Authority is assigned voluntarily by the subordinates. It can be understood as the attribution of instruction and counseling competence and differs from the phenomenon of domination in that it is always addressed to certain people . The process of assigning authority is of particular interest here, as it creates a precarious relationship in the interaction between managers and employees. The assignment is only temporary and can be withdrawn at any time. In contrast to the exercise of power, subordinates become the influential audience of management in the case of disposition through assignment or withdrawal of authority.

The use of additional design options as well as the recognition inherent in them generate an interest on the part of those in authority (here: the manager) in stabilizing the assignment (or the form of social interaction). Since the subordinates can also benefit from this if the social relationship is not interspersed with threats (avoidance alternatives), especially in modern organizations that are characterized by high interdependence, flexible and stable mutual relationships can arise until revoked, in which both sides continuously make concessions do.

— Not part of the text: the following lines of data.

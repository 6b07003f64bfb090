//! Binary entry point for redline.
//!
//! This binary provides the CLI interface for the redline filter.

#![deny(clippy::all)]
#![warn(clippy::pedantic)]
#![warn(missing_docs)]
// Allow print_stderr in main binary for CLI output
#![allow(clippy::print_stderr)]
// Allow multiple crate versions from transitive dependencies
#![allow(clippy::multiple_crate_versions)]

use clap::Parser;
use redline::cli::{Cli, FilterCommand};
use redline::observability;
use std::process::ExitCode;

/// Main entry point.
fn main() -> ExitCode {
    let cli = Cli::parse();

    if let Err(e) = observability::init_from_env(cli.verbose) {
        eprintln!("Failed to initialize logging: {e}");
        return ExitCode::FAILURE;
    }

    match FilterCommand::from(&cli).run() {
        Ok(_) => ExitCode::SUCCESS,
        Err(e) => {
            eprintln!("Error: {e}");
            ExitCode::FAILURE
        },
    }
}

This marks the efficiency and effectiveness of established relationships of authority.

Generational change in management

Managers are historically viewed as a new social class and, following Max Weber, as one of the “ supporting layers ” of society. As a result, structural challenges, not least the global constellations of finance-driven capitalism, must be translated into economic rationalities. In this translation process, economic elites and their corporate policies gain considerable leeway and some influence on organizational development.

The "constant reinstatement of new cultural carriers" ( Karl Mannheim ), for example through the departure of an older generation from the organization, can result in a highly differentiated change in expectations. It can therefore be seen as one of the main tasks of management sociology to trace and explain the continuities and discontinuities in the generation change.

The change in production concepts was z. B. in the classical management theory primarily associated with a strategy but not with a possible generation change in management. In the discussion of the “ New Economy ”, it was generally underexposed that this catchphrase - beyond the productive use of the new Internet medium - was also a self-describing formula for a new generation of entrepreneurs and executives with an obvious need for cultural delimitation.

Individual evidence

  1. See Pohlmann 2008
  2. ^ Niklas Luhmann: Organization and decision . West German Publishing House, Wiesbaden 2000
  3. See also Baecker 1994: 32; see. also Pohlmann 2002: 236ff

literature

  • Dirk Baecker : Post-heroic management . A vademecum. Merve, Munich 1994, ISBN 3-88396-117-5 .
  • Eugen Buß : Management Sociology - Basics, Practical Concepts, Case Studies . Oldenbourg, Munich 2008, ISBN 978-3-486-58381-6 .
  • Eugen Buß : The top German managers - how they became what they are . Origin, values, rules of success. Oldenbourg, Munich 2007, ISBN 978-3-486-58256-7 .
  • Michael Hartmann : Top Manager - Recruiting an Elite . Frankfurt am Main 1996, ISBN 3-593-35513-2 .
  • Markus Pohlmann : Management and morals . In: Tobias Blank, Tanja Münch, Sita Schanne and Christiane Staffhorst (eds.): Integrated sociology - perspectives between economy and sociology, practice and science. Festschrift for the 70th birthday of Hansjörg Weitbrecht . Rainer Hampp Verlag, Munich and Mering 2008, ISBN 978-3-86618-255-4 .
  • Markus Pohlmann: Management and leadership. A management sociological perspective . In: Professional Association of German Sociologists eV (Ed.): Social sciences and professional practice . Vol. 30, No. 1 , 2007, p. 5-20 .
  • Markus Pohlmann: Management, Organization and Social Structure - On new issues and contours of management sociology . In: Rudi Schmidt, Hans-Joachim Gergs, Markus Pohlmann (eds.): Management sociology. Perspectives, theories, research desiderata . Rainer Hampp Verlag, Munich and Mering 2002, ISBN 978-3-87988-658-6 .
  • Michael Reed: The sociology of management . Harvester Wheatsheaf, New York 1989, ISBN 978-0-7450-0570-6 .
  • Rudi Schmidt, Hans-Joachim Gergs, Markus Pohlmann (eds.): Management sociology. Perspectives, theories, research desiderata . Rainer Hampp Verlag, Munich and Mering 2002, ISBN 978-3-87988-658-6 .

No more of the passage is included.